Sowieso unterbrach ihn nun Kateera, die ihr Glas geleert und es wieder auf dem Tisch abgestellt hatte. "Ihr Menschen wisst das doch auch. Meines Wissens nach wurde es immer im ganzen Land verbreitet, wenn ein König gekrönt wurde. Allein daran hättet ihr es merken sollen." Ihr Ton klang fast so als wollte sie sich rechtfertigen, obwohl es da nichts zu rechtfertigen gab.

Allerdings hatte sie damit nichtsdestotrotz recht. Die Herrschaft der Drachenrasse dauerte bereits schon viele Jahrhunderte an und dennoch war Hayen erst ihr drittes, gekröntes Oberhaupt. Und das obwohl ein Drachenkönig bisher immer bis zum Ende seines Lebens regiert hatte. "Das beantwortet allerdings nicht meine Frage." sagte ich und war von meinem forschen Ton selbst überrascht. 
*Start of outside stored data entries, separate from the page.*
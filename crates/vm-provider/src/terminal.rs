use std::io::Write;

const OSC_START: &str = "\x1b]777;";
const OSC_END: &str = "\x1b\\";

/// Tell terminals that track container sessions (OSC 777) that we entered
/// a unit, so tabs can be labelled.
pub fn emit_session_push(unit: &str, hostname: &str) {
    if stderr_is_terminal() {
        let marker = format!("{OSC_START}container;push;{hostname};vm;{unit}{OSC_END}");
        let _ = std::io::stderr().write_all(marker.as_bytes());
        let _ = std::io::stderr().flush();
    }
}

pub fn emit_session_pop() {
    if stderr_is_terminal() {
        let marker = format!("{OSC_START}container;pop;;{OSC_END}");
        let _ = std::io::stderr().write_all(marker.as_bytes());
        let _ = std::io::stderr().flush();
    }
}

pub fn print_session_banner(unit: &str, dir: &str) {
    if stderr_is_terminal() {
        eprintln!("\x1b[1;36m[vm]\x1b[0m connecting to \x1b[1m{unit}\x1b[0m at {dir}");
        eprintln!("\x1b[1;36m[vm]\x1b[0m press Ctrl-C twice within 2s to force-close the session");
    }
}

pub fn print_session_exit(unit: &str) {
    if stderr_is_terminal() {
        eprintln!("\x1b[1;36m[vm]\x1b[0m disconnected from {unit}");
    }
}

#[allow(unsafe_code)]
pub fn stdin_is_terminal() -> bool {
    // SAFETY: isatty() only inspects the descriptor.
    unsafe { libc::isatty(libc::STDIN_FILENO) != 0 }
}

#[allow(unsafe_code)]
pub fn stderr_is_terminal() -> bool {
    // SAFETY: isatty() only inspects the descriptor.
    unsafe { libc::isatty(libc::STDERR_FILENO) != 0 }
}

#[cfg(test)]
mod tests {
    use super::*;

    #[test]
    fn session_markers_dont_panic() {
        // Output depends on the terminal; only check these are safe to call.
        emit_session_push("demo-dev", "dev.demo.local");
        emit_session_pop();
        print_session_banner("demo-dev", "/workspace");
        print_session_exit("demo-dev");
        let _ = stdin_is_terminal();
    }
}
Auch Hayens Augenbrauen schossen in die Höhe, während seine Mundwinkel leicht zuckten. Doch bevor er etwas darauf entgegen konnte wurde die Tür zum Arbeitszimmer ein weiteres Mal geöffnet. Ohnehin hatte ich es nicht bemerkt, dass sie zuvor geschlossen worden war. Schnell zuckte ich zurück und wirbelte von dem breiten Sofa aus herum, um einen Mann im Türrahmen zu entdecken. Groß gewachsen, hager und mit mondweißer Haut. Natürlich erkannte ich ihn sofort, den Angreifer von zuvor. Allerdings hatten sich einige offensichtliche Details an seinem Erscheinungsbild verändert. Das bestechende Rot war gänzlich aus seinen Augen verschwunden und mit einem sehr hellen, wässrigen Blau ersetzt worden. Auch die Schuppen waren aus seinem Gesicht verschwunden, was nicht bedeutete dass seine Knochen weniger herausstachen. Auch der monströs entartete rechte Arm war verschwunden und hatte sich vollkommen zu einem ganz normalen, schlanken Männerarm entwickelt. Das Einzige was noch an die Gestalt, welche sicherlich unter seiner Haut schlummerte erinnerte, waren die pechschwarzen, ledrig glänzenden Male an den Seiten seines Hales. Sie verschwanden in dem weiten, dunklen Hemd, welches den ausladenden Kapuzenumhang abgelöst hatte. Thorn, das war wohl sein Name.
Und ebenjener Mann betrat nun mit gerecktem Kinn das Arbeitszimmer, allerdings nicht ohne es vorher mit seinen Blicken zu scannen. Mit wenigen Schritten seiner langen, schlanken Beine war er an meinem Platz vorbeigegangen und setzte sich nehmen Kateera, die ihn bloß schief angegrinste. "Danke, dass du geklopft hast, Thorn." Hayens goldene Augen schienen ihn mit Blicken erdolchen zu wollen, während Thorn sich bloß zurücklehnte, zwar in seine Richtung aber geradewegs an seinem König vorbei sah. 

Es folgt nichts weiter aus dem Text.